Born to Ride

August 15, 2019

 

Gary Martinez was born to ride.

 

During the 1970s, his father became a breeder of Arabian horses and passed on his career of caring for horses to his son, who first began showing horses when he was only two years old. As a child, he mainly participated in events such as Lead-line and Walk Trot, and rode as a Lead Rider. After many years of training and practicing, he started showing professionally at 16 years old. In addition to showing Arabians, he later showed quarter horses and paints.
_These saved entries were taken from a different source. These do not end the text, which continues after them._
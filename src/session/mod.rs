//! Session bootstrap and token persistence.
//!
//! The backend hands out a session token by redirecting the browser to
//! `/dashboard/index.html?session_token=…`. The user pastes that URL (or
//! just the token) into `primedash login`; from then on the token lives in
//! `~/.primedash/session.json` until a failed identity check clears it.

use std::fs;
use std::path::{Path, PathBuf};
use std::sync::OnceLock;

use anyhow::{Context, Result};
use chrono::Utc;
use regex::Regex;
use serde::{Deserialize, Serialize};

/// Query parameter carrying the token on the login redirect.
pub const TOKEN_PARAM: &str = "session_token";

// ---------------------------------------------------------------------------
// Persistent store
// ---------------------------------------------------------------------------

#[derive(Debug, Serialize, Deserialize)]
struct StoredSession {
    token: String,
    saved_at: String,
}

/// File-backed token storage, one token at a time.
#[derive(Debug, Clone)]
pub struct SessionStore {
    path: PathBuf,
}

impl SessionStore {
    /// Store at `~/.primedash/session.json`.
    pub fn open_default() -> Result<Self> {
        let dir = crate::config::data_dir().context("could not determine home directory")?;
        Ok(Self::at(dir.join("session.json")))
    }

    /// Store at an explicit path.
    pub fn at(path: impl Into<PathBuf>) -> Self {
        Self { path: path.into() }
    }

    pub fn path(&self) -> &Path {
        &self.path
    }

    /// The persisted token, if any. Unreadable files count as no token.
    pub fn load(&self) -> Option<String> {
        let content = fs::read_to_string(&self.path).ok()?;
        let stored: StoredSession = serde_json::from_str(&content).ok()?;
        Some(stored.token).filter(|t| !t.is_empty())
    }

    pub fn save(&self, token: &str) -> Result<()> {
        if let Some(parent) = self.path.parent() {
            fs::create_dir_all(parent).context("failed to create session directory")?;
        }
        let stored = StoredSession {
            token: token.to_string(),
            saved_at: Utc::now().to_rfc3339(),
        };
        let json = serde_json::to_string_pretty(&stored).context("failed to serialize session")?;
        fs::write(&self.path, json).context("failed to write session file")
    }

    /// Remove the persisted token. Missing files are fine.
    pub fn clear(&self) {
        let _ = fs::remove_file(&self.path);
    }
}

// ---------------------------------------------------------------------------
// Token extraction
// ---------------------------------------------------------------------------

fn token_param_re() -> &'static Regex {
    static RE: OnceLock<Regex> = OnceLock::new();
    RE.get_or_init(|| {
        Regex::new(r"([?&])session_token=([^&#]*)&?").expect("static regex is valid")
    })
}

/// Split a login redirect into its token and the URL without it.
///
/// Returns `(None, input)` when the URL has no non-empty `session_token`.
pub fn extract_token(url: &str) -> (Option<String>, String) {
    let re = token_param_re();
    let Some(caps) = re.captures(url) else {
        return (None, url.to_string());
    };

    let raw = &caps[2];
    let token = urlencoding::decode(raw)
        .map(|t| t.into_owned())
        .unwrap_or_else(|_| raw.to_string());

    // Keep the separator only if another parameter follows.
    let whole = caps.get(0).map(|m| m.range()).unwrap_or(0..0);
    let separator = &caps[1];
    let consumed_tail = caps[0].ends_with('&');
    let mut stripped = String::with_capacity(url.len());
    stripped.push_str(&url[..whole.start]);
    if consumed_tail {
        stripped.push_str(separator);
    }
    stripped.push_str(&url[whole.end..]);

    if token.is_empty() {
        (None, stripped)
    } else {
        (Some(token), stripped)
    }
}

/// Outcome of session bootstrap.
#[derive(Debug, Clone, PartialEq, Eq)]
pub struct Bootstrap {
    pub token: Option<String>,
    /// The redirect URL with the token stripped, when one was given.
    pub cleaned_url: Option<String>,
}

/// Resolve the session token for this run.
///
/// `input` is a login-redirect URL or a bare token. A token found there is
/// persisted; otherwise the stored token is used. With no token at all the
/// store is cleared, matching a logout.
pub fn bootstrap(input: Option<&str>, store: &SessionStore) -> Result<Bootstrap> {
    let mut cleaned_url = None;
    let mut fresh = None;

    if let Some(raw) = input.map(str::trim).filter(|s| !s.is_empty()) {
        if raw.contains("://") || raw.contains('?') {
            let (token, stripped) = extract_token(raw);
            fresh = token;
            cleaned_url = Some(stripped);
        } else {
            fresh = Some(raw.to_string());
        }
    }

    let token = match fresh {
        Some(token) => {
            store.save(&token)?;
            Some(token)
        }
        None => store.load(),
    };

    if token.is_none() {
        store.clear();
    }

    Ok(Bootstrap { token, cleaned_url })
}

// ---------------------------------------------------------------------------
// Tests
// ---------------------------------------------------------------------------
Fast-forward many years later, and Martinez is a youth coach and reverential figure in the showing industry. He specializes in Working Western, Reining, Cutting, Working Cowhorse, Trail, and Ranch Riding. Additionally, he participates in main ring events such as Hunter Pleasure, Country English Pleasure, English Pleasure, Costume, and Sidesaddle. However, one of his most notable specialties is Youth Riders, comprising Showmanship, Horsemanship, Reining Seat Equitation, and Hunter Seat Equitation. Like many others, he partakes in a prodigious variety of showing events. He brought nine horses and showed a mare named Maid Marion at the Region 8 Championship.

 

Horse showing can be considered an art as much as a sport. With the riders’ extravagant costumes and the horses’ elegant, careful movements, horse showing distinguishes itself by teaching people many crucial life lessons and values including responsibility, compassion and sportsmanship.

 

“We learn to connect with the animals that we’re working with, and we build a relationship,” Martinez said. “And I think that for most people, it’s a very rewarding thing to do.”

 

As far as showing goes, compared to normal sports, many concur the reason he or she competes - or why others compete - is because of how showing goes beyond focusing on the end goal, such as winning a class or taking home a ribbon. Rather, understanding why he or she didn’t win, or what mistakes were made that needed to be corrected, is the most important part of learning and growing and knowing what to do to improve the next time. It is a fluid sport, an ever-changing process rather than one with a solid start and end. This is what makes showing special. This is what makes showing important. The sport not only teaches kids critical life lessons they can apply to their own lives and futures, but also that winning isn’t the most important thing. Once kids recognize this, they are unstoppable not only in competition, but in life as well.

 

“Through all the coaching that I do of youth riders, I’ve found that my kids that are very successful in this have gone on to be very successful in life,” Martinez said. 

 

Martinez has students who are doctors, lawyers and engineers who have “acquired a lot of self-esteem” and developed diligence and determination. He describes horse showing as being unique because it “makes very well-rounded people.”

 

Another quality of horse showing that makes it stand out from other sports is the competition’s subjective nature. Whereas other sports are as simple as earning points from shooting a goal or scoring a touchdown, horse showing proves to be unique in how winners are selected.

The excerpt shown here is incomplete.